16 Jun 2022 — 10 Jul 2022

Long-time Jealous collaborator, Kate Gibb, will be holding her first solo exhibition at Jealous this June; immersing viewers in the tropical world of blustery palm leaves, warm hazy mornings and golden sunsets.

The exhibition comprises of an entirely new body of artworks which were printed in the Jealous Print Studios, where the artist revisited familiar iconography of previous seminal, sold out works. The nuances of these large scale silkscreens are achieved by her unorthodox approach to printmaking and intuitive eye for colour. An award winning printmaker and artist with over twenty years experience in the print industry, Kate worked closely with the studio team to see her visions for each artwork come to life. Her ongoing series of smaller scale unique prints created during the pandemic, as part of the Artist Support Pledge, was fundamental in laying down her initial ideas and motifs for these works to stem from, forming her upcoming exhibition, ‘Mental Hygiene’.
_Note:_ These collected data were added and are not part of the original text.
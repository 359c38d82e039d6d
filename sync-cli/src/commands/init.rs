//! Write a default config and create the database.

use anyhow::{Context, Result};
use std::path::{Path, PathBuf};
use sync_client::Config;
use sync_store::SqliteStore;

use crate::app::resolve_database;
use crate::config;

/// Run the init command.
pub async fn run(
    config_path: &Path,
    database: Option<PathBuf>,
    base_url: Option<String>,
    force: bool,
) -> Result<()> {
    if config_path.exists() && !force {
        anyhow::bail!(
            "{} already exists. Use --force to overwrite it.",
            config_path.display()
        );
    }

    let mut config = Config::default();
    if let Some(database) = database {
        config.store.database = database;
    }
    if let Some(base_url) = base_url {
        config.remote.base_url = base_url;
    }
    config.validate()?;
    config::save(&config, config_path).await?;

    let database = resolve_database(config_path, &config.store.database);
    SqliteStore::new(&database)
        .await
        .with_context(|| format!("Failed to create database {}", database.display()))?;

    println!("fleetsync initialized");
    println!();
    println!("  Config:   {}", config_path.display());
    println!("  Database: {}", database.display());
    println!("  Remote:   {}", config.remote.base_url);
    println!();
    println!("Next steps:");
    println!("  1. Declare upsert keys under [[collections]] in the config");
    println!("  2. Queue a write: fleetsync write create <collection> '<json>'");
    println!("  3. Push it: fleetsync sync");

    Ok(())
}

#[cfg(test)]
mod tests {
    use super::*;
    use tempfile::tempdir;

    #[tokio::test]
    async fn init_writes_config_and_database() {
        let dir = tempdir().unwrap();
        let path = dir.path().join("fleetsync.toml");

        run(&path, None, Some("https://fleet.example.com".into()), false)
            .await
            .unwrap();

        assert!(dir.path().join("fleetsync.db").exists());
        let config = config::load(&path).unwrap();
        assert_eq!(config.remote.base_url, "https://fleet.example.com");
    }

    #[tokio::test]
    async fn init_refuses_to_overwrite_without_force() {
        let dir = tempdir().unwrap();
        let path = dir.path().join("fleetsync.toml");

        run(&path, None, None, false).await.unwrap();
        assert!(run(&path, None, None, false).await.is_err());
        assert!(run(&path, Some("other.db".into()), None, true).await.is_ok());
        assert!(dir.path().join("other.db").exists());
    }

    #[tokio::test]
    async fn init_rejects_invalid_url() {
        let dir = tempdir().unwrap();
        let path = dir.path().join("fleetsync.toml");

        assert!(run(&path, None, Some("ftp://nowhere".into()), false)
            .await
            .is_err());
        assert!(!path.exists());
    }
}
//! SyncEngine - drains the sync queue against the remote store.
//!
//! # Architecture
//!
//! The engine uses pure logic from sync-core for every decision (may a run
//! start, what to do after a failure, may this entry go now) and performs
//! the I/O itself through the [`SyncQueue`] and [`RemoteStore`] traits.
//!
//! ```text
//! SyncLoop → SyncEngine → RemoteStore → Network
//!                ↓    ↘
//!     sync-core     SyncQueue (SQLite)
//! ```
//!
//! A run first takes the drain lease in the database, so only one engine
//! drains a queue even when several processes share it. It then requeues
//! entries left SYNCING by an interrupted run, takes a snapshot of the
//! PENDING entries and dispatches them one at a time, in sequence order. A
//! failing entry never aborts the run.

use serde::Serialize;
use std::sync::{Arc, Mutex, MutexGuard};
use std::time::Duration;
use sync_core::{
    Disposition, EngineAction, EngineEvent, EngineState, RecordGate, RetryPolicy, RunReport,
    SkipReason, DEFAULT_MAX_RETRIES,
};
use sync_store::{StoreError, SyncQueue};
use sync_types::{
    EngineId, Mutation, QueueCounts, QueueEntry, QueueStatus, RemoteError, Sequence,
};

use crate::connectivity::ConnectivitySignal;
use crate::error::ClientError;
use crate::remote::RemoteStore;

/// Configuration for SyncEngine.
#[derive(Debug, Clone, PartialEq, Eq)]
pub struct EngineConfig {
    /// Transient failures tolerated before an entry is marked FAILED.
    pub max_retries: u32,
    /// Upper bound for every remote call.
    pub remote_timeout: Duration,
    /// Interval of the periodic trigger, if any.
    pub periodic_interval: Option<Duration>,
    /// How long the drain lease outlives its last renewal. Renewed before
    /// every entry, so it must exceed `remote_timeout`.
    pub lease_ttl: Duration,
}

impl Default for EngineConfig {
    fn default() -> Self {
        Self {
            max_retries: DEFAULT_MAX_RETRIES,
            remote_timeout: Duration::from_secs(10),
            periodic_interval: Some(Duration::from_secs(60)),
            lease_ttl: Duration::from_secs(60),
        }
    }
}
Kate has consciously selected to work on deep black paper as the foundation platform for all of the new artworks. Her graphic imagery once exposed on to screen and flooded with bright and boldly coloured inks, allows the field of printed pigment to shine out of the darkness. Visions of sunlight, tranquillity and warm summer days will spring to mind.
“I am predominantly a process led printmaker, each printed mark laid down informs and dictates the next. The ideas underpinning these new works were developed amidst the heaviness of the pandemic, when we all needed to keep our mental hygiene in check. With my daily life compressed and our liberty on hold, my studio was the safe haven that kept me on track. Physically, mentally, creatively. The artworks on show are created from prints of a print of a print - a process led transaction. In slightly more technical terms, they are screenprints on paper, of monoprints achieved from blotting an impression off the original screenprint on paper."
"It was the inkiness of the ink sitting proud on top of the paper on the initial small scale works, that I wanted to retain when increasing their size. Akin to a giant rubber stamp, the wide mesh of a textile screen deposits a thick layer of ink that on the first colour took a good while to dry. From then on it absorbed each layer applied disparately, depending on what it hits from previous colours as the layers increase. These inherent disparities are everything I love about the process and what keeps silkscreen to me, an endlessly fascinating technique.”